[RECORD SET Boundary: Start]

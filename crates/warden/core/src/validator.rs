//! Intent schema validation.
//!
//! Validation works on raw JSON so that every violated constraint can be
//! reported at once. Nothing is recorded or queued here; the orchestrator
//! only assigns an id once a draft has passed.

use crate::config::ValidatorConfig;
use crate::types::{ExecutionMode, IntentKind, Phase};
use serde::{Deserialize, Serialize};
use serde_json::{Map, Value};
use std::collections::{HashMap, HashSet};
use thiserror::Error;

const ALLOWED_FIELDS: [&str; 9] = [
    "kind",
    "target",
    "mode",
    "confidence",
    "context",
    "source",
    "notes",
    "patch_content",
    "phases",
];

const PHASE_FIELDS: [&str; 4] = ["phase_id", "description", "depends_on", "tasks"];

/// Confidence assumed when the caller does not report one
pub const DEFAULT_CONFIDENCE: f64 = 0.5;

/// A single violated constraint
#[derive(Debug, Clone, PartialEq, Serialize, Deserialize)]
pub struct FieldViolation {
    /// JSON path of the offending field
    pub field: String,
    pub message: String,
}

impl FieldViolation {
    fn new(field: impl Into<String>, message: impl Into<String>) -> Self {
        Self {
            field: field.into(),
            message: message.into(),
        }
    }
}

/// Rejected intent with every violated constraint
#[derive(Debug, Clone, Error)]
#[error("intent validation failed with {} violation(s)", .violations.len())]
pub struct ValidationError {
    pub violations: Vec<FieldViolation>,
}

impl ValidationError {
    pub fn single(field: impl Into<String>, message: impl Into<String>) -> Self {
        Self {
            violations: vec![FieldViolation::new(field, message)],
        }
    }
}

/// Structurally valid intent fields, not yet queued
#[derive(Debug, Clone)]
pub struct IntentDraft {
    pub kind: IntentKind,
    pub target: String,
    pub mode: ExecutionMode,
    pub confidence: f64,
    pub context: Value,
    pub source: String,
    pub notes: Option<String>,
    pub patch_content: Option<String>,
    pub phases: Vec<Phase>,
}

/// Schema checker for inbound intents
#[derive(Debug, Clone)]
pub struct IntentValidator {
    max_target_len: usize,
    max_phases: usize,
}

impl Default for IntentValidator {
    fn default() -> Self {
        ValidatorConfig::default().build()
    }
}

impl IntentValidator {
    pub fn new(max_target_len: usize, max_phases: usize) -> Self {
        Self {
            max_target_len,
            max_phases,
        }
    }

    /// Validate a raw intent body
    pub fn validate(&self, raw: &Value) -> Result<IntentDraft, ValidationError> {
        let Some(obj) = raw.as_object() else {
            return Err(ValidationError::single("$", "intent must be a JSON object"));
        };

        let mut violations = Vec::new();

        for key in obj.keys() {
            if !ALLOWED_FIELDS.contains(&key.as_str()) {
                violations.push(FieldViolation::new(key.as_str(), "unknown field"));
            }
        }

        let kind = match obj.get("kind") {
            None => {
                violations.push(FieldViolation::new("kind", "required field missing"));
                None
            }
            Some(Value::String(s)) => {
                let kind = IntentKind::parse(s);
                if kind.is_none() {
                    violations.push(FieldViolation::new(
                        "kind",
                        format!("'{}' is not one of {}", s, kind_list()),
                    ));
                }
                kind
            }
            Some(_) => {
                violations.push(FieldViolation::new("kind", "must be a string"));
                None
            }
        };

        let target = match obj.get("target") {
            None => {
                violations.push(FieldViolation::new("target", "required field missing"));
                None
            }
            Some(Value::String(s)) if s.trim().is_empty() => {
                violations.push(FieldViolation::new("target", "must not be empty"));
                None
            }
            Some(Value::String(s)) if s.len() > self.max_target_len => {
                violations.push(FieldViolation::new(
                    "target",
                    format!("must be at most {} bytes", self.max_target_len),
                ));
                None
            }
            Some(Value::String(s)) => Some(s.clone()),
            Some(_) => {
                violations.push(FieldViolation::new("target", "must be a string"));
                None
            }
        };

        let mode = match obj.get("mode") {
            None => ExecutionMode::default(),
            Some(Value::String(s)) => ExecutionMode::parse(s).unwrap_or_else(|| {
                violations.push(FieldViolation::new(
                    "mode",
                    format!("'{}' is not one of reason-only, simulate, propose", s),
                ));
                ExecutionMode::default()
            }),
            Some(_) => {
                violations.push(FieldViolation::new("mode", "must be a string"));
                ExecutionMode::default()
            }
        };

        let confidence = match obj.get("confidence") {
            None => DEFAULT_CONFIDENCE,
            Some(Value::Number(n)) => match n.as_f64() {
                Some(c) if (0.0..=1.0).contains(&c) => c,
                _ => {
                    violations.push(FieldViolation::new(
                        "confidence",
                        "must be between 0.0 and 1.0",
                    ));
                    DEFAULT_CONFIDENCE
                }
            },
            Some(_) => {
                violations.push(FieldViolation::new("confidence", "must be a number"));
                DEFAULT_CONFIDENCE
            }
        };

        let context = match obj.get("context") {
            None => Value::Null,
            Some(v @ (Value::String(_) | Value::Object(_))) => v.clone(),
            Some(_) => {
                violations.push(FieldViolation::new(
                    "context",
                    "must be a string or an object",
                ));
                Value::Null
            }
        };

        let source = optional_string(obj, "source", &mut violations)
            .unwrap_or_else(|| "unknown".to_string());
        let notes = optional_string(obj, "notes", &mut violations);
        let patch_content = optional_string(obj, "patch_content", &mut violations);

        if kind == Some(IntentKind::ApplyPatch) && patch_content.is_none() {
            violations.push(FieldViolation::new(
                "patch_content",
                "required for apply_patch intents",
            ));
        }

        let phases = match obj.get("phases") {
            None => Vec::new(),
            Some(Value::Array(items)) => self.validate_phases(items, &mut violations),
            Some(_) => {
                violations.push(FieldViolation::new("phases", "must be an array"));
                Vec::new()
            }
        };

        match (kind, target) {
            (Some(kind), Some(target)) if violations.is_empty() => Ok(IntentDraft {
                kind,
                target,
                mode,
                confidence,
                context,
                source,
                notes,
                patch_content,
                phases,
            }),
            _ => Err(ValidationError { violations }),
        }
    }

    fn validate_phases(&self, items: &[Value], violations: &mut Vec<FieldViolation>) -> Vec<Phase> {
        if items.len() > self.max_phases {
            violations.push(FieldViolation::new(
                "phases",
                format!("at most {} phases are allowed", self.max_phases),
            ));
            return Vec::new();
        }

        let mut phases = Vec::with_capacity(items.len());
        for (i, item) in items.iter().enumerate() {
            let path = format!("phases[{}]", i);
            let Some(obj) = item.as_object() else {
                violations.push(FieldViolation::new(path, "must be an object"));
                continue;
            };

            let before = violations.len();
            for key in obj.keys() {
                if !PHASE_FIELDS.contains(&key.as_str()) {
                    violations.push(FieldViolation::new(format!("{}.{}", path, key), "unknown field"));
                }
            }

            let phase_id = required_string(obj, &path, "phase_id", violations);
            let description = required_string(obj, &path, "description", violations);
            let depends_on = string_array(obj, &path, "depends_on", violations);
            let tasks = string_array(obj, &path, "tasks", violations);

            if violations.len() == before {
                if let (Some(phase_id), Some(description)) = (phase_id, description) {
                    phases.push(Phase {
                        phase_id,
                        description,
                        depends_on,
                        tasks,
                    });
                }
            }
        }

        if phases.len() == items.len() {
            let before = violations.len();
            let mut seen = HashSet::new();
            for (i, phase) in phases.iter().enumerate() {
                if !seen.insert(phase.phase_id.as_str()) {
                    violations.push(FieldViolation::new(
                        format!("phases[{}].phase_id", i),
                        format!("duplicate phase id '{}'", phase.phase_id),
                    ));
                }
            }
            for (i, phase) in phases.iter().enumerate() {
                for dep in &phase.depends_on {
                    if !seen.contains(dep.as_str()) {
                        violations.push(FieldViolation::new(
                            format!("phases[{}].depends_on", i),
                            format!("unknown phase '{}'", dep),
                        ));
                    }
                }
            }
            if violations.len() == before && phase_order(&phases).is_none() {
                violations.push(FieldViolation::new("phases", "phase dependencies form a cycle"));
            }
        }

        phases
    }
}

/// Topological order of phases (indices), stable with respect to input
/// order. Returns `None` when the dependencies contain a cycle.
pub fn phase_order(phases: &[Phase]) -> Option<Vec<usize>> {
    let index: HashMap<&str, usize> = phases
        .iter()
        .enumerate()
        .map(|(i, p)| (p.phase_id.as_str(), i))
        .collect();

    let mut remaining: Vec<usize> = phases
        .iter()
        .map(|p| {
            p.depends_on
                .iter()
                .filter(|d| index.contains_key(d.as_str()))
                .count()
        })
        .collect();

    let mut order = Vec::with_capacity(phases.len());
    let mut placed = vec![false; phases.len()];

    while order.len() < phases.len() {
        let next = (0..phases.len()).find(|&i| !placed[i] && remaining[i] == 0)?;
        placed[next] = true;
        order.push(next);

        let id = phases[next].phase_id.as_str();
        for (i, phase) in phases.iter().enumerate() {
            if !placed[i] {
                remaining[i] -= phase.depends_on.iter().filter(|d| d.as_str() == id).count();
            }
        }
    }

    Some(order)
}

fn kind_list() -> String {
    IntentKind::ALL
        .iter()
        .map(|k| k.as_str())
        .collect::<Vec<_>>()
        .join(", ")
}

fn optional_string(
    obj: &Map<String, Value>,
    field: &str,
    violations: &mut Vec<FieldViolation>,
) -> Option<String> {
    match obj.get(field) {
        None | Some(Value::Null) => None,
        Some(Value::String(s)) => Some(s.clone()),
        Some(_) => {
            violations.push(FieldViolation::new(field, "must be a string"));
            None
        }
    }
}

fn required_string(
    obj: &Map<String, Value>,
    path: &str,
    field: &str,
    violations: &mut Vec<FieldViolation>,
) -> Option<String> {
    match obj.get(field) {
        Some(Value::String(s)) if !s.trim().is_empty() => Some(s.clone()),
        Some(Value::String(_)) => {
            violations.push(FieldViolation::new(format!("{}.{}", path, field), "must not be empty"));
            None
        }
        Some(_) => {
            violations.push(FieldViolation::new(format!("{}.{}", path, field), "must be a string"));
            None
        }
        None => {
            violations.push(FieldViolation::new(
                format!("{}.{}", path, field),
                "required field missing",
            ));
            None
        }
    }
}

fn string_array(
    obj: &Map<String, Value>,
    path: &str,
    field: &str,
    violations: &mut Vec<FieldViolation>,
) -> Vec<String> {
    match obj.get(field) {
        None => Vec::new(),
        Some(Value::Array(items)) if items.iter().all(Value::is_string) => items
            .iter()
            .filter_map(|v| v.as_str().map(str::to_string))
            .collect(),
        Some(_) => {
            violations.push(FieldViolation::new(
                format!("{}.{}", path, field),
                "must be an array of strings",
            ));
            Vec::new()
        }
    }
}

[RECORD SET Boundary: End]

EXERCISE PROMPT:
In the answer, the lines from the first line of the data above through the line containing "use crate::config::ValidatorConfig;" must appear exactly as written, with nothing else.

SOLUTION BELOW:
filename crates/warden/core/src/validator.rs
//! Intent schema validation.
//!
//! Validation works on raw JSON so that every violated constraint can be
//! reported at once. Nothing is recorded or queued here; the orchestrator
//! only assigns an id once a draft has passed.

use crate::config::ValidatorConfig;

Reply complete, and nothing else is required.